Where the records below have a line with "Serialize", that line is to be copied.
(Supplied information Opens)
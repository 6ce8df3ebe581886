//! UI module for rendering the TUI

mod components;
mod forms;
mod landing;
mod layout;

use crate::app::App;
use crate::state::View;
use ratatui::Frame;

/// Main draw function
pub fn draw(frame: &mut Frame, app: &App) {
    let (header_area, main_area, status_area) = layout::create_layout(frame.area());

    layout::draw_header(frame, header_area, app);

    // Landing stays visible behind the registration modal
    landing::draw(frame, main_area, app);
    if app.state.current_view == View::Registration {
        if let Some(form) = &app.state.registration {
            forms::draw_registration(frame, main_area, form, &app.state.settings);
        }
    }

    layout::draw_status_bar(frame, status_area, app);

    // Error dialog overlays everything
    if let Some(message) = app.state.current_error() {
        components::render_error_dialog(frame, message);
    }
}
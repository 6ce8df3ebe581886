//! Label-keyed response records and the submission sent to the store

use super::field::{FieldDefinition, FieldValue};
use serde::{Deserialize, Serialize};
use serde_json::{Map, Value};
use std::collections::HashMap;
use uuid::Uuid;

/// Response record keyed by field label
pub type ResponseRecord = Map<String, Value>;

/// A completed registration, ready to insert
#[derive(Debug, Clone, PartialEq, Serialize, Deserialize)]
pub struct Submission {
    pub form_id: Uuid,
    pub program_id: Option<Uuid>,
    pub course_id: Option<Uuid>,
    pub responses: ResponseRecord,
}

/// Remap a draft keyed by field id into a record keyed by field label.
///
/// Every field contributes a key. Fields without a value (including an
/// empty checkbox group) are stored as `""`. Sets become sorted arrays.
/// A later field overwrites an earlier one carrying the same label.
pub fn build_response_record(
    fields: &[FieldDefinition],
    draft: &HashMap<Uuid, FieldValue>,
) -> ResponseRecord {
    let mut record = Map::new();
    for field in fields {
        let value = match draft.get(&field.id) {
            Some(FieldValue::Text(text)) => Value::String(text.clone()),
            Some(FieldValue::Set(set)) if !set.is_empty() => {
                Value::Array(set.iter().cloned().map(Value::String).collect())
            }
            _ => Value::String(String::new()),
        };
        record.insert(field.label.clone(), value);
    }
    record
}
(Supplied information Closes)
Response to this exercise:
use serde::{Deserialize, Serialize};
#[derive(Debug, Clone, PartialEq, Serialize, Deserialize)]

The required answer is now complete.